Input:
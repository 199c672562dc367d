use crate::core::document::{LoadedChart, XTick};
use std::collections::HashMap;

/// Plotting coordinates of one package.
#[derive(Debug, Clone, PartialEq)]
pub struct PackageRow {
    pub label: String,
    /// Vertical slot, `N` for the first package down to `1` for the last.
    pub slot: u32,
    pub start_ordinal: i64,
    pub end_ordinal: i64,
    pub duration_days: i64,
    pub color: String,
    pub legend: Option<String>,
}

#[derive(Debug, Clone, PartialEq)]
pub struct MilestonePoint {
    pub label: String,
    pub ordinal: i64,
    pub slot: u32,
}

/// Output of the process phase.
#[derive(Debug, Clone)]
pub struct ProcessedChart {
    pub title: String,
    pub xlabel: String,
    pub xticks: Vec<XTick>,
    /// Rows in document order.
    pub rows: Vec<PackageRow>,
    pub milestones: Vec<MilestonePoint>,
    slots: HashMap<String, u32>,
}

impl LoadedChart {
    pub fn process(self) -> ProcessedChart {
        let count = self.labels.len();
        let mut slots = HashMap::with_capacity(count);
        for (label, &idx) in &self.index {
            slots.insert(label.clone(), (count - idx) as u32);
        }

        let rows = self
            .packages
            .iter()
            .map(|pkg| PackageRow {
                label: pkg.label.clone(),
                slot: slots[&pkg.label],
                start_ordinal: pkg.start.ordinal(),
                end_ordinal: pkg.end.ordinal(),
                duration_days: pkg.duration_days(),
                color: pkg.color.clone(),
                legend: pkg.legend.clone(),
            })
            .collect::<Vec<_>>();

        let milestones = self
            .milestones
            .iter()
            .flat_map(|(label, dates)| {
                let slot = slots[label];
                dates.iter().map(move |date| MilestonePoint {
                    label: label.clone(),
                    ordinal: date.ordinal(),
                    slot,
                })
            })
            .collect::<Vec<_>>();

        tracing::debug!(
            "Processed {} rows and {} milestones",
            rows.len(),
            milestones.len()
        );

        ProcessedChart {
            title: self.title,
            xlabel: self.xlabel,
            xticks: self.xticks,
            rows,
            milestones,
            slots,
        }
    }
}

impl ProcessedChart {
    pub fn len(&self) -> usize {
        self.rows.len()
    }

    pub fn is_empty(&self) -> bool {
        self.rows.is_empty()
    }

    pub fn slot_of(&self, label: &str) -> Option<u32> {
        self.slots.get(label).copied()
    }

    /// Earliest start and latest end across all rows.
    pub fn x_range(&self) -> (i64, i64) {
        let lo = self.rows.iter().map(|r| r.start_ordinal).min().unwrap_or(0);
        let hi = self.rows.iter().map(|r| r.end_ordinal).max().unwrap_or(0);
        (lo, hi)
    }

    /// Half a slot of padding above and below the bar stack.
    pub fn y_range(&self) -> (f64, f64) {
        (0.5, self.rows.len() as f64 + 0.5)
    }
}

#[cfg(test)]
mod tests {
    use super::*;
    use serde_json::json;

    fn chart(value: serde_json::Value) -> ProcessedChart {
        LoadedChart::from_value(value).unwrap().process()
    }

    #[test]
    fn test_single_package_scenario() {
        let processed = chart(json!({
            "title": "T",
            "packages": [{"label": "A", "start": "01-2021", "end": "03-2021"}]
        }));

        assert_eq!(processed.len(), 1);
        let row = &processed.rows[0];
        assert_eq!(row.slot, 1);
        assert_eq!(row.duration_days, 59);
        assert_eq!(row.start_ordinal, 737791);
        assert_eq!(row.end_ordinal, 737850);
        assert_eq!(row.legend, None);
        assert!(processed.milestones.is_empty());
    }

    #[test]
    fn test_slots_count_down_in_document_order() {
        let processed = chart(json!({
            "title": "T",
            "packages": [
                {"label": "first", "start": "01-2021", "end": "03-2021"},
                {"label": "second", "start": "02-2021", "end": "03-2021"},
                {"label": "third", "start": "03-2021", "end": "05-2021"},
                {"label": "fourth", "start": "01-2021", "end": "01-2022"}
            ]
        }));

        let slots: Vec<u32> = processed.rows.iter().map(|r| r.slot).collect();
        assert_eq!(slots, vec![4, 3, 2, 1]);
        assert_eq!(processed.slot_of("first"), Some(4));
        assert_eq!(processed.slot_of("fourth"), Some(1));
        assert_eq!(processed.slot_of("missing"), None);
        assert!(processed.rows.iter().all(|r| r.duration_days >= 0));
    }

    #[test]
    fn test_ranges() {
        let processed = chart(json!({
            "title": "T",
            "packages": [
                {"label": "A", "start": "02-2021", "end": "03-2021"},
                {"label": "B", "start": "01-2021", "end": "01-2022"}
            ]
        }));

        assert_eq!(processed.x_range(), (737791, 738156));
        assert_eq!(processed.y_range(), (0.5, 2.5));
    }

    #[test]
    fn test_milestone_points_use_package_slot() {
        let processed = chart(json!({
            "title": "T",
            "packages": [
                {"label": "A", "start": "01-2021", "end": "03-2021"},
                {"label": "B", "start": "01-2021", "end": "06-2021", "milestones": ["02-2021"]}
            ]
        }));

        assert_eq!(
            processed.milestones,
            vec![MilestonePoint {
                label: "B".to_string(),
                ordinal: 737822,
                slot: 1,
            }]
        );
    }

    #[test]
    fn test_milestone_points_follow_document_order() {
        let processed = chart(json!({
            "title": "T",
            "packages": [
                {"label": "Zeta", "start": "01-2021", "end": "06-2021", "milestones": ["03-2021"]},
                {"label": "Alpha", "start": "01-2021", "end": "06-2021", "milestones": ["02-2021"]}
            ]
        }));

        let points: Vec<(&str, u32)> = processed
            .milestones
            .iter()
            .map(|p| (p.label.as_str(), p.slot))
            .collect();
        assert_eq!(points, vec![("Zeta", 2), ("Alpha", 1)]);
    }
}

Required action: Exactly as given, repeat every record above.

Your response:
repository 199c672562dc367d
use crate::core::document::{LoadedChart, XTick};
use std::collections::HashMap;

/// Plotting coordinates of one package.
#[derive(Debug, Clone, PartialEq)]
pub struct PackageRow {
    pub label: String,
    /// Vertical slot, `N` for the first package down to `1` for the last.
    pub slot: u32,
    pub start_ordinal: i64,
    pub end_ordinal: i64,
    pub duration_days: i64,
    pub color: String,
    pub legend: Option<String>,
}

#[derive(Debug, Clone, PartialEq)]
pub struct MilestonePoint {
    pub label: String,
    pub ordinal: i64,
    pub slot: u32,
}

/// Output of the process phase.
#[derive(Debug, Clone)]
pub struct ProcessedChart {
    pub title: String,
    pub xlabel: String,
    pub xticks: Vec<XTick>,
    /// Rows in document order.
    pub rows: Vec<PackageRow>,
    pub milestones: Vec<MilestonePoint>,
    slots: HashMap<String, u32>,
}

impl LoadedChart {
    pub fn process(self) -> ProcessedChart {
        let count = self.labels.len();
        let mut slots = HashMap::with_capacity(count);
        for (label, &idx) in &self.index {
            slots.insert(label.clone(), (count - idx) as u32);
        }

        let rows = self
            .packages
            .iter()
            .map(|pkg| PackageRow {
                label: pkg.label.clone(),
                slot: slots[&pkg.label],
                start_ordinal: pkg.start.ordinal(),
                end_ordinal: pkg.end.ordinal(),
                duration_days: pkg.duration_days(),
                color: pkg.color.clone(),
                legend: pkg.legend.clone(),
            })
            .collect::<Vec<_>>();

        let milestones = self
            .milestones
            .iter()
            .flat_map(|(label, dates)| {
                let slot = slots[label];
                dates.iter().map(move |date| MilestonePoint {
                    label: label.clone(),
                    ordinal: date.ordinal(),
                    slot,
                })
            })
            .collect::<Vec<_>>();

        tracing::debug!(
            "Processed {} rows and {} milestones",
            rows.len(),
            milestones.len()
        );

        ProcessedChart {
            title: self.title,
            xlabel: self.xlabel,
            xticks: self.xticks,
            rows,
            milestones,
            slots,
        }
    }
}

impl ProcessedChart {
    pub fn len(&self) -> usize {
        self.rows.len()
    }

    pub fn is_empty(&self) -> bool {
        self.rows.is_empty()
    }

    pub fn slot_of(&self, label: &str) -> Option<u32> {
        self.slots.get(label).copied()
    }

    /// Earliest start and latest end across all rows.
    pub fn x_range(&self) -> (i64, i64) {
        let lo = self.rows.iter().map(|r| r.start_ordinal).min().unwrap_or(0);
        let hi = self.rows.iter().map(|r| r.end_ordinal).max().unwrap_or(0);
        (lo, hi)
    }

    /// Half a slot of padding above and below the bar stack.
    pub fn y_range(&self) -> (f64, f64) {
        (0.5, self.rows.len() as f64 + 0.5)
    }
}

#[cfg(test)]
mod tests {
    use super::*;
    use serde_json::json;

    fn chart(value: serde_json::Value) -> ProcessedChart {
        LoadedChart::from_value(value).unwrap().process()
    }

    #[test]
    fn test_single_package_scenario() {
        let processed = chart(json!({
            "title": "T",
            "packages": [{"label": "A", "start": "01-2021", "end": "03-2021"}]
        }));

        assert_eq!(processed.len(), 1);
        let row = &processed.rows[0];
        assert_eq!(row.slot, 1);
        assert_eq!(row.duration_days, 59);
        assert_eq!(row.start_ordinal, 737791);
        assert_eq!(row.end_ordinal, 737850);
        assert_eq!(row.legend, None);
        assert!(processed.milestones.is_empty());
    }

    #[test]
    fn test_slots_count_down_in_document_order() {
        let processed = chart(json!({
            "title": "T",
            "packages": [
                {"label": "first", "start": "01-2021", "end": "03-2021"},
                {"label": "second", "start": "02-2021", "end": "03-2021"},
                {"label": "third", "start": "03-2021", "end": "05-2021"},
                {"label": "fourth", "start": "01-2021", "end": "01-2022"}
            ]
        }));

        let slots: Vec<u32> = processed.rows.iter().map(|r| r.slot).collect();
        assert_eq!(slots, vec![4, 3, 2, 1]);
        assert_eq!(processed.slot_of("first"), Some(4));
        assert_eq!(processed.slot_of("fourth"), Some(1));
        assert_eq!(processed.slot_of("missing"), None);
        assert!(processed.rows.iter().all(|r| r.duration_days >= 0));
    }

    #[test]
    fn test_ranges() {
        let processed = chart(json!({
            "title": "T",
            "packages": [
                {"label": "A", "start": "02-2021", "end": "03-2021"},
                {"label": "B", "start": "01-2021", "end": "01-2022"}
            ]
        }));

        assert_eq!(processed.x_range(), (737791, 738156));
        assert_eq!(processed.y_range(), (0.5, 2.5));
    }

    #[test]
    fn test_milestone_points_use_package_slot() {
        let processed = chart(json!({
            "title": "T",
            "packages": [
                {"label": "A", "start": "01-2021", "end": "03-2021"},
                {"label": "B", "start": "01-2021", "end": "06-2021", "milestones": ["02-2021"]}
            ]
        }));

        assert_eq!(
            processed.milestones,
            vec![MilestonePoint {
                label: "B".to_string(),
                ordinal: 737822,
                slot: 1,
            }]
        );
    }

    #[test]
    fn test_milestone_points_follow_document_order() {
        let processed = chart(json!({
            "title": "T",
            "packages": [
                {"label": "Zeta", "start": "01-2021", "end": "06-2021", "milestones": ["03-2021"]},
                {"label": "Alpha", "start": "01-2021", "end": "06-2021", "milestones": ["02-2021"]}
            ]
        }));

        let points: Vec<(&str, u32)> = processed
            .milestones
            .iter()
            .map(|p| (p.label.as_str(), p.slot))
            .collect();
        assert_eq!(points, vec![("Zeta", 2), ("Alpha", 1)]);
    }
}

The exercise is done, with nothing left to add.